● **Entries provided**:
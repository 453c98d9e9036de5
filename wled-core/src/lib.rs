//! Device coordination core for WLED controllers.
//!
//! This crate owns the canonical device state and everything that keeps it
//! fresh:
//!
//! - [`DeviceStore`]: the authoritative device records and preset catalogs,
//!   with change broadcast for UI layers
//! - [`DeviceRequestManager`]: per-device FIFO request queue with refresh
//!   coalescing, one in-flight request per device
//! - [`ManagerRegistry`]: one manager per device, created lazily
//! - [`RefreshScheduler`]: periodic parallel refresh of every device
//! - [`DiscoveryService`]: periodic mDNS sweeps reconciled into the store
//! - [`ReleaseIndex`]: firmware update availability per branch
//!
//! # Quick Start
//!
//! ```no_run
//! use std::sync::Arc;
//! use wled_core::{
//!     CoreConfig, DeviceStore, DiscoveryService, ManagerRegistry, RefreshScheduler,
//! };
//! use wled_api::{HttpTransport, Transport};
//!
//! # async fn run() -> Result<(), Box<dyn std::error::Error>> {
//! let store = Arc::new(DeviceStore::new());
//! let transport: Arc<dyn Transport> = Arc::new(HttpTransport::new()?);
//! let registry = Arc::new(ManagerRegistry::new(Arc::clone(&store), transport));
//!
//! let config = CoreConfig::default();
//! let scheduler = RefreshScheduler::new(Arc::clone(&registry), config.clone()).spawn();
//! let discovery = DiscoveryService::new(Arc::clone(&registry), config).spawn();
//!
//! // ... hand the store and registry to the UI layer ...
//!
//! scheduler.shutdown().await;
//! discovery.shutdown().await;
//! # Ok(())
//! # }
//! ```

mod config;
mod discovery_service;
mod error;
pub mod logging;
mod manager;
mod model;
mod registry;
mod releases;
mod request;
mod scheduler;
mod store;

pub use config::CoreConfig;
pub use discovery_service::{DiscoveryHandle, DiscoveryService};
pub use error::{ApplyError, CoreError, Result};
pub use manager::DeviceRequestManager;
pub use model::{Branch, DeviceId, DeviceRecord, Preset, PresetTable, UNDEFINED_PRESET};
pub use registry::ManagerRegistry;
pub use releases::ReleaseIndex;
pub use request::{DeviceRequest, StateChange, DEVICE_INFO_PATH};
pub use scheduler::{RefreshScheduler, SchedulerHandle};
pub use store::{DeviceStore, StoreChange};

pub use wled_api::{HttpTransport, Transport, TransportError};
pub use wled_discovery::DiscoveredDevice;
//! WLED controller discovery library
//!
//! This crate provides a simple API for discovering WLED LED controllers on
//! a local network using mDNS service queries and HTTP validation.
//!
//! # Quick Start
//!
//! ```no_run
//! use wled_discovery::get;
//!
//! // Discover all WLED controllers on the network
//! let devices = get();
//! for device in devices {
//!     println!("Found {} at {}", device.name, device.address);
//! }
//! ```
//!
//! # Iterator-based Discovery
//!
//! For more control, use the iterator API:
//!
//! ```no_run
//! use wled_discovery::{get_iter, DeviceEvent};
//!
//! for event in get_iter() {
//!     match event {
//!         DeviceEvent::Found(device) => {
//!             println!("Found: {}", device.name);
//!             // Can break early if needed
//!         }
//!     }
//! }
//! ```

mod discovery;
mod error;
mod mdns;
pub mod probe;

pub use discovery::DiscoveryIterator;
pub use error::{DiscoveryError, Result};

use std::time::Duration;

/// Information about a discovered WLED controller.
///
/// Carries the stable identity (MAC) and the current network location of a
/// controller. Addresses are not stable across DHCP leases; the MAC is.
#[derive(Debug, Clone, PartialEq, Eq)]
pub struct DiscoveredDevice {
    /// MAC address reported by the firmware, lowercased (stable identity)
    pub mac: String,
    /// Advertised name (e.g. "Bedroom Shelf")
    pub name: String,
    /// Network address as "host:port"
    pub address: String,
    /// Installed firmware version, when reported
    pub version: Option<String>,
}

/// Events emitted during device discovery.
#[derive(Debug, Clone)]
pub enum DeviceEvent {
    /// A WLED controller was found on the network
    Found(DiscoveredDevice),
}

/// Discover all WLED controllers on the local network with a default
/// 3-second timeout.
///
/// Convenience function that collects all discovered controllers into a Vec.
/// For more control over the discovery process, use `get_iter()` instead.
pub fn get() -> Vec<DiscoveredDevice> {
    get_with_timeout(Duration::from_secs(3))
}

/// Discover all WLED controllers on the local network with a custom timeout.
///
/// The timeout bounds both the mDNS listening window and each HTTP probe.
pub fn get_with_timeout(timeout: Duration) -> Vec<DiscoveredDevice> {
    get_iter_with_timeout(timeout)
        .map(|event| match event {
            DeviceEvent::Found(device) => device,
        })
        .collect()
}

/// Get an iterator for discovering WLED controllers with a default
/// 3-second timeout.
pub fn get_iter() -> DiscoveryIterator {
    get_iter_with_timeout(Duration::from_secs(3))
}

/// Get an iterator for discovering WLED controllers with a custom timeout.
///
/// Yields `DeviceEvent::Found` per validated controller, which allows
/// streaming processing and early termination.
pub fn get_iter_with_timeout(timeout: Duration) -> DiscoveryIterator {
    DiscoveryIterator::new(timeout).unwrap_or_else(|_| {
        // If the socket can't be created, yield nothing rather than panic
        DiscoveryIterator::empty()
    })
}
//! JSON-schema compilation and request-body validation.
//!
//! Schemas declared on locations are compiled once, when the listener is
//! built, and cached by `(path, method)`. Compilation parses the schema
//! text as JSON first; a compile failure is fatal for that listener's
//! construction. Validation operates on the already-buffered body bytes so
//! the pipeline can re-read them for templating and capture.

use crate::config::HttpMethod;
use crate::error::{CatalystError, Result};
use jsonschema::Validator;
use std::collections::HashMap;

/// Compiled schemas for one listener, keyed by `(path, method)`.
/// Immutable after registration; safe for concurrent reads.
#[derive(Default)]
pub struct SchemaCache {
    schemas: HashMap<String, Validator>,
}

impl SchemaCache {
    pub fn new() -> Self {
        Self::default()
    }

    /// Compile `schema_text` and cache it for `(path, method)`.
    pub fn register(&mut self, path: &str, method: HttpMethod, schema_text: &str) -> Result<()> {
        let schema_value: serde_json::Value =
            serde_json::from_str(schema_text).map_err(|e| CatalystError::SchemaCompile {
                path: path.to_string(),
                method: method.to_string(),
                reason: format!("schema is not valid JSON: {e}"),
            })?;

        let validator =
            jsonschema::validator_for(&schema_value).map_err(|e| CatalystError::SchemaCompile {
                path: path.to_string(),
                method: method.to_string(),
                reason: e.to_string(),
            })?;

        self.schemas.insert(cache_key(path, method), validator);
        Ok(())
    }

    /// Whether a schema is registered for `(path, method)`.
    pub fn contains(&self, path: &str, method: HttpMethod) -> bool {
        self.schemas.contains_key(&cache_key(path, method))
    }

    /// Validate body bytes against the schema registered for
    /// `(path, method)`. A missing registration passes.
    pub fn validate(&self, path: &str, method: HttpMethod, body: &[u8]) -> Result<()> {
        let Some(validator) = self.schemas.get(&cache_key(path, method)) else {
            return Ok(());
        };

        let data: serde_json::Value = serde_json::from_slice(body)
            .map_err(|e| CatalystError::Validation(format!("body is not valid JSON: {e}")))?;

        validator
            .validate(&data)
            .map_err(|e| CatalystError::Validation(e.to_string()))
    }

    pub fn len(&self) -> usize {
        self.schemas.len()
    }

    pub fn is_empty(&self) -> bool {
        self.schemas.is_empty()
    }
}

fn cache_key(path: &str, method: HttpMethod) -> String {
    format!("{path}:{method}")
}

● **Work instruction**:
An exact copy of the entries from the line containing "pub fn len(&self)" through the last line is the expected answer.

● **Result**:
    pub fn len(&self) -> usize {
        self.schemas.len()
    }

    pub fn is_empty(&self) -> bool {
        self.schemas.is_empty()
    }
}

fn cache_key(path: &str, method: HttpMethod) -> String {
    format!("{path}:{method}")
}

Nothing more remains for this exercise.